Altered mechanical environment of bone cells in an animal model of short- and long-term osteoporosis

Abstract

Alterations in bone tissue composition during osteoporosis likely disrupt the mechanical environment of bone cells and may thereby initiate a mechanobiological response. It has proved challenging to characterize the mechanical environment of bone cells in vivo, and the mechanical environment of osteoporotic bone cells is not known. The objective of this research is to characterize the local mechanical environment of osteocytes and osteoblasts from healthy and osteoporotic bone in a rat model of osteoporosis. Using a custom-designed micromechanical loading device, we apply strains representative of a range of physical activity (up to 3000 με) to fluorescently stained femur samples from normal and ovariectomized rats. Confocal imaging was simultaneously performed, and digital image correlation techniques were applied to characterize cellular strains. In healthy bone tissue, osteocytes experience higher maximum strains (31,028 ± 4213 με) than osteoblasts (24,921 ± 3,832 με), whereas a larger proportion of the osteoblast experiences strains >10,000 με. Most interestingly, we show that osteoporotic bone cells experience similar or higher maximum strains than healthy bone cells after short durations of estrogen deficiency (5 weeks), and exceeded the osteogenic strain threshold (10,000 με) in a similar or significantly larger proportion of the cell (osteoblast, 12.68% vs. 13.68%; osteocyte, 15.74% vs. 5.37%). However, in long-term estrogen deficiency (34 weeks), there was no significant difference between bone cells in healthy and osteoporotic bone. These results suggest that the mechanical environment of bone cells is altered during early-stage osteoporosis, and that mechanobiological responses act to restore the mechanical environment of the bone tissue after it has been perturbed by ovariectomy.

Figure 1

Diagram of custom-designed micro-loading device in position under the confocal microscope (A) and close-up (B). Relationship among bone sample, loading platens, and microscope objective shown in (C) and (D).

Figure 2

Confocal image of PMMA-embedded fluorescent microsphere (A), with the contour plot of strain within it under 3000 με loading (B). Diagram of analytical solution for spherical inclusion in a homogenous material (C), adapted from Bilgen and Insana (42). Comparison of experimental and analytical results over a range of applied loads is shown in (D). To see this figure in color, go online.

Figure 3

Diagram of removal of proximal and distal ends of femur, followed by longitudinal sectioning of the sample (A–C). Imaging was performed at the middiaphysis, ∼50 μm below the cut surface (dotted line in A and box in (C).
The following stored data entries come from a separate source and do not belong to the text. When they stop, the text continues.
use crate::config::GepConfig;
use crate::error::{KarvaError, Result};
use crate::functions::{Function, FunctionRegistry};
use crate::types::EvolutionMode;
use rand::Rng;
use std::ops::Range;
use std::sync::Arc;

use super::evolution_engine::Individual;
use super::gene::Gene;
use super::operators::SymbolSampler;

/// An ordered sequence of genes combined through a linking function.
///
/// Each gene evaluates independently; the link (a binary, commutative
/// operation such as `+`) folds the per-gene outputs into one scalar. The
/// `score` field is transient bookkeeping, recomputed on every fitness pass
/// and excluded from equality.
#[derive(Clone)]
pub struct Genome {
    genes: Vec<Gene>,
    link_symbol: String,
    link: Arc<dyn Function>,
    pub score: f64,
}

impl Genome {
    pub fn new(genes: Vec<Gene>, link_symbol: &str, registry: &FunctionRegistry) -> Result<Genome> {
        if genes.is_empty() {
            return Err(KarvaError::Configuration(
                "genome requires at least one gene".to_string(),
            ));
        }
        let link = registry.resolve(link_symbol)?;
        if link.arity() != 2 {
            return Err(KarvaError::Configuration(format!(
                "link function {:?} must be binary",
                link_symbol
            )));
        }
        Ok(Genome {
            genes,
            link_symbol: link_symbol.to_string(),
            link,
            score: 0.0,
        })
    }

    pub fn random<R: Rng>(
        num_genes: usize,
        head_size: usize,
        sampler: &SymbolSampler,
        registry: &Arc<FunctionRegistry>,
        link_symbol: &str,
        rng: &mut R,
    ) -> Result<Genome> {
        let genes = (0..num_genes)
            .map(|_| Gene::random(head_size, sampler, registry.clone(), rng))
            .collect();
        Genome::new(genes, link_symbol, registry)
    }

    /// Rebuild a genome from stored Karva strings (record replay).
    pub fn from_karva(
        karva: &[String],
        head_size: usize,
        link_symbol: &str,
        registry: &Arc<FunctionRegistry>,
    ) -> Result<Genome> {
        let genes = karva
            .iter()
            .map(|expression| Gene::parse(expression, head_size, registry.clone()))
            .collect::<Result<Vec<Gene>>>()?;
        Genome::new(genes, link_symbol, registry)
    }

    pub fn genes(&self) -> &[Gene] {
        &self.genes
    }

    pub fn link_symbol(&self) -> &str {
        &self.link_symbol
    }

    /// Total linear length: the concatenation of all gene chromosomes.
    pub fn symbol_len(&self) -> usize {
        self.genes.iter().map(|gene| gene.len()).sum()
    }

    /// Evaluate every gene and fold the outputs through the link function.
    /// Non-finite gene outputs propagate into the fold untouched.
    pub fn evaluate(&self, inputs: &[f64]) -> f64 {
        let mut outputs = self.genes.iter().map(|gene| gene.evaluate(inputs));
        let first = match outputs.next() {
            Some(output) => output,
            None => return f64::NAN,
        };
        outputs.fold(first, |acc, output| self.link.apply(&[acc, output]))
    }

    pub fn karva_strings(&self) -> Vec<String> {
        self.genes.iter().map(|gene| gene.karva()).collect()
    }

    /// Human-readable diagnostic form: per-gene expressions joined by the
    /// link operator's textual symbol.
    pub fn expression(&self, variables: &[&str]) -> Result<String> {
        let parts = self
            .genes
            .iter()
            .map(|gene| gene.expression(variables))
            .collect::<Result<Vec<String>>>()?;
        Ok(parts.join(&format!(" {} ", self.link_symbol)))
    }

    /// Gene transposition: a non-first gene moves to the front, preserving
    /// the order of the remainder. Gene count never changes.
    pub fn transpose_gene<R: Rng>(&mut self, rng: &mut R) {
        if self.genes.len() < 2 {
            return;
        }
        let index = rng.gen_range(1..self.genes.len());
        let gene = self.genes.remove(index);
        self.genes.insert(0, gene);
    }

    /// Apply the probability-gated unary operators, each rolled
    /// independently per gene.
    pub fn apply_variation<R: Rng>(
        &mut self,
        config: &GepConfig,
        sampler: &SymbolSampler,
        rng: &mut R,
    ) {
        for gene in &mut self.genes {
            if rng.gen::<f64>() < config.p_mutate {
                gene.point_mutate(sampler, rng);
            }
            if rng.gen::<f64>() < config.p_is {
                gene.is_transpose(config.gl_is, rng);
            }
            if rng.gen::<f64>() < config.p_ris {
                gene.ris_transpose(config.gl_ris, rng);
            }
        }
        if rng.gen::<f64>() < config.p_gene {
            self.transpose_gene(rng);
        }
    }

    /// Swap a range of the concatenated linear forms between two genomes of
    /// identical shape. Per-gene constant tables stay with their gene.
    pub(crate) fn swap_symbol_range(a: &mut Genome, b: &mut Genome, range: Range<usize>) {
        debug_assert_eq!(a.symbol_len(), b.symbol_len());
        let mut offset = 0;
        for (gene_a, gene_b) in a.genes.iter_mut().zip(b.genes.iter_mut()) {
            let len = gene_a.len();
            let start = range.start.max(offset);
            let end = range.end.min(offset + len);
            if start < end {
                let (local_start, local_end) = (start - offset, end - offset);
                gene_a.symbols[local_start..local_end]
                    .swap_with_slice(&mut gene_b.symbols[local_start..local_end]);
            }
            offset += len;
        }
    }

    /// One-point recombination at a fixed cut: offspring exchange every
    /// symbol at or after `point`. Applying it twice at the same point
    /// returns the parents.
    pub fn one_point_at(first: &Genome, second: &Genome, point: usize) -> (Genome, Genome) {
        let mut a = first.clone();
        let mut b = second.clone();
        let len = a.symbol_len();
        Genome::swap_symbol_range(&mut a, &mut b, point..len);
        (a, b)
    }

    /// Two-point recombination at fixed cuts: the segment between them is
    /// exchanged.
    pub fn two_point_at(first: &Genome, second: &Genome, range: Range<usize>) -> (Genome, Genome) {
        let mut a = first.clone();
        let mut b = second.clone();
        Genome::swap_symbol_range(&mut a, &mut b, range);
        (a, b)
    }

    /// Whole-gene recombination: offspring exchange the complete gene (its
    /// constant table included) at one index.
    pub fn swap_gene_at(first: &Genome, second: &Genome, index: usize) -> (Genome, Genome) {
        let mut a = first.clone();
        let mut b = second.clone();
        std::mem::swap(&mut a.genes[index], &mut b.genes[index]);
        (a, b)
    }
}

impl PartialEq for Genome {
    fn eq(&self, other: &Self) -> bool {
        self.genes == other.genes && self.link_symbol == other.link_symbol
    }
}

impl std::fmt::Debug for Genome {
    fn fmt(&self, f: &mut std::fmt::Formatter<'_>) -> std::fmt::Result {
        f.debug_struct("Genome")
            .field("genes", &self.karva_strings())
            .field("link", &self.link_symbol)
            .field("score", &self.score)
            .finish()
    }
}

impl Individual for Genome {
    const MODE: EvolutionMode = EvolutionMode::Genome;

    fn population_size(config: &GepConfig) -> usize {
        config.num_genomes
    }

    fn random<R: Rng>(
        config: &GepConfig,
        registry: &Arc<FunctionRegistry>,
        sampler: &SymbolSampler,
        rng: &mut R,
    ) -> Result<Self> {
        Genome::random(
            config.num_genes_per_genome,
            config.head_size,
            sampler,
            registry,
            &config.link_func,
            rng,
        )
    }

    fn score(&self) -> f64 {
        self.score
    }

    fn set_score(&mut self, score: f64) {
        self.score = score;
    }

    fn apply_variation<R: Rng>(
        &mut self,
        config: &GepConfig,
        sampler: &SymbolSampler,
        rng: &mut R,
    ) {
        Genome::apply_variation(self, config, sampler, rng);
    }

    fn crossover_one_point<R: Rng>(first: &Self, second: &Self, rng: &mut R) -> (Self, Self) {
        let point = rng.gen_range(1..first.symbol_len());
        Genome::one_point_at(first, second, point)
    }

    fn crossover_two_point<R: Rng>(first: &Self, second: &Self, rng: &mut R) -> (Self, Self) {
        let len = first.symbol_len();
        let mut start = rng.gen_range(1..len);
        let mut end = rng.gen_range(1..len);
        if start > end {
            std::mem::swap(&mut start, &mut end);
        }
        Genome::two_point_at(first, second, start..end)
    }

    fn swap_component<R: Rng>(first: &Self, second: &Self, rng: &mut R) -> (Self, Self) {
        let index = rng.gen_range(0..first.genes.len());
        Genome::swap_gene_at(first, second, index)
    }

    fn karva_expressions(&self) -> Vec<Vec<String>> {
        vec![self.karva_strings()]
    }

    fn describe(&self) -> String {
        self.expression(&[])
            .unwrap_or_else(|_| self.karva_strings().join(" | "))
    }
}

#[cfg(test)]
mod tests {
    use super::*;
    use crate::functions::FuncWeight;
    use rand::rngs::StdRng;
    use rand::SeedableRng;

    fn registry() -> Arc<FunctionRegistry> {
        Arc::new(FunctionRegistry::new())
    }

    fn sampler() -> SymbolSampler {
        let weights = vec![
            FuncWeight::new("+", 1),
            FuncWeight::new("-", 1),
            FuncWeight::new("*", 1),
            FuncWeight::new("/", 1),
        ];
        SymbolSampler::new(&FunctionRegistry::new(), &weights, 1, 0).unwrap()
    }

    fn genome_from(karva: &[&str], head_size: usize) -> Genome {
        let strings: Vec<String> = karva.iter().map(|s| s.to_string()).collect();
        Genome::from_karva(&strings, head_size, "+", &registry()).unwrap()
    }

    #[test]
    fn test_link_function_folds_gene_outputs() {
        // (d0 + d0) + (d0 * d0) = 2a + a^2
        let genome = genome_from(&["+.d0.d0.d0.d0", "*.d0.d0.d0.d0"], 2);
        assert_eq!(genome.evaluate(&[3.0]), 15.0);
    }

    #[test]
    fn test_link_function_must_be_binary() {
        let gene = Gene::parse("+.d0.d0.d0.d0", 2, registry()).unwrap();
        assert!(Genome::new(vec![gene], "sqrt", &FunctionRegistry::new()).is_err());
    }

    #[test]
    fn test_expression_joins_with_link_symbol() {
        let genome = genome_from(&["+.d0.d0.d0.d0", "*.d0.d0.d0.d0"], 2);
        assert_eq!(
            genome.expression(&["a"]).unwrap(),
            "(a + a) + (a * a)"
        );
    }

    #[test]
    fn test_gene_transposition_reorders_without_resizing() {
        let genome = genome_from(&["+.d0.d0.d0.d0", "*.d0.d0.d0.d0", "-.d0.d0.d0.d0"], 2);
        let mut moved = genome.clone();
        let mut rng = StdRng::seed_from_u64(5);
        moved.transpose_gene(&mut rng);
        assert_eq!(moved.genes().len(), 3);
        // the set of genes is preserved, only order changes
        let mut before = genome.karva_strings();
        let mut after = moved.karva_strings();
        before.sort();
        after.sort();
        assert_eq!(before, after);
    }

    #[test]
    fn test_one_point_recombination_is_involution() {
        let first = genome_from(&["+.d0.d0.d0.d0", "*.d0.d0.d0.d0"], 2);
        let second = genome_from(&["-.d0.d0.d0.d0", "/.d0.d0.d0.d0"], 2);
        for point in 1..first.symbol_len() {
            let (a, b) = Genome::one_point_at(&first, &second, point);
            assert_eq!(a.symbol_len(), first.symbol_len());
            let (back_a, back_b) = Genome::one_point_at(&a, &b, point);
            assert_eq!(back_a, first);
            assert_eq!(back_b, second);
        }
    }

    #[test]
    fn test_two_point_recombination_is_involution() {
        let first = genome_from(&["+.d0.d0.d0.d0", "*.d0.d0.d0.d0"], 2);
        let second = genome_from(&["-.d0.d0.d0.d0", "/.d0.d0.d0.d0"], 2);
        let len = first.symbol_len();
        for start in 1..len {
            for end in start..len {
                let (a, b) = Genome::two_point_at(&first, &second, start..end);
                let (back_a, back_b) = Genome::two_point_at(&a, &b, start..end);
                assert_eq!(back_a, first);
                assert_eq!(back_b, second);
            }
        }
    }

    #[test]
    fn test_one_point_crosses_gene_boundary() {
        let first = genome_from(&["+.d0.d0.d0.d0", "*.d0.d0.d0.d0"], 2);
        let second = genome_from(&["-.d0.d0.d0.d0", "/.d0.d0.d0.d0"], 2);
        // cut inside the first gene: the second gene swaps wholesale
        let (a, _) = Genome::one_point_at(&first, &second, 1);
        assert_eq!(a.karva_strings()[1], "/.d0.d0.d0.d0");
    }

    #[test]
    fn test_gene_recombination_swaps_one_slot() {
        let first = genome_from(&["+.d0.d0.d0.d0", "*.d0.d0.d0.d0"], 2);
        let second = genome_from(&["-.d0.d0.d0.d0", "/.d0.d0.d0.d0"], 2);
        let (a, b) = Genome::swap_gene_at(&first, &second, 1);
        assert_eq!(a.karva_strings(), vec!["+.d0.d0.d0.d0", "/.d0.d0.d0.d0"]);
        assert_eq!(b.karva_strings(), vec!["-.d0.d0.d0.d0", "*.d0.d0.d0.d0"]);
    }

    #[test]
    fn test_variation_preserves_shape() {
        let config = GepConfig::default();
        let sampler = sampler();
        let mut rng = StdRng::seed_from_u64(99);
        let mut genome = Genome::random(
            config.num_genes_per_genome,
            config.head_size,
            &sampler,
            &registry(),
            "+",
            &mut rng,
        )
        .unwrap();
        let gene_count = genome.genes().len();
        let total_len = genome.symbol_len();
        for _ in 0..50 {
            Individual::apply_variation(&mut genome, &config, &sampler, &mut rng);
            assert_eq!(genome.genes().len(), gene_count);
            assert_eq!(genome.symbol_len(), total_len);
        }
    }
}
Confocal scans were performed from cut face through depth of bone (D), allowing visualization of the lacunar-canalicular network (E) and osteoblast pericellular space (green in G, and the osteocytes (red in F) and osteoblasts (red in H)). To see this figure in color, go online.

Figure 4

Confocal scans of the same location in a femur sample at (A) 0 μm and (D) 50 μm from the cut surface. (Green staining) Cell viability (B and E); (red staining) cytotoxicity (C and F) (with scale bar, 100 μm). Thresholding of (D) for quantification of cell viability is shown in (G). To see this figure in color, go online.

Figure 5

Confocal images of (A) a sample osteocyte and (B) osteoblast at 0 με. Digital image correlation (DIC) is applied to characterize the maximum principal strain distribution in (C) the osteocyte, (D) the osteoblast at 3000 με (scale bar, 10 μm) and (E) strain amplification in an osteocyte cell process. To see this figure in color, go online.

Figure 6

Average maximum principal strain distributions observed after 5 and 34 weeks in osteoporotic (OVX) and healthy (SHAM) osteoblasts as a percentage of cell area. n = 4 for 5-week groups, n = 2 for the 34-week groups, (a) p < 0.05 versus SHAM-5 at corresponding strain level, and (b) p < 0.05 versus OVX-5 at the corresponding strain level.

Figure 7

Average maximum principal strain distributions observed after 5 and 34 weeks in osteoporotic (OVX) and healthy (SHAM) osteocytes as a percentage of cell area. n = 2 for 5-week groups, n = 2 for 34-week groups, (a) p < 0.05 versus SHAM-5 at corresponding strain level, and (b) p < 0.05 versus OVX-5 at the corresponding strain level.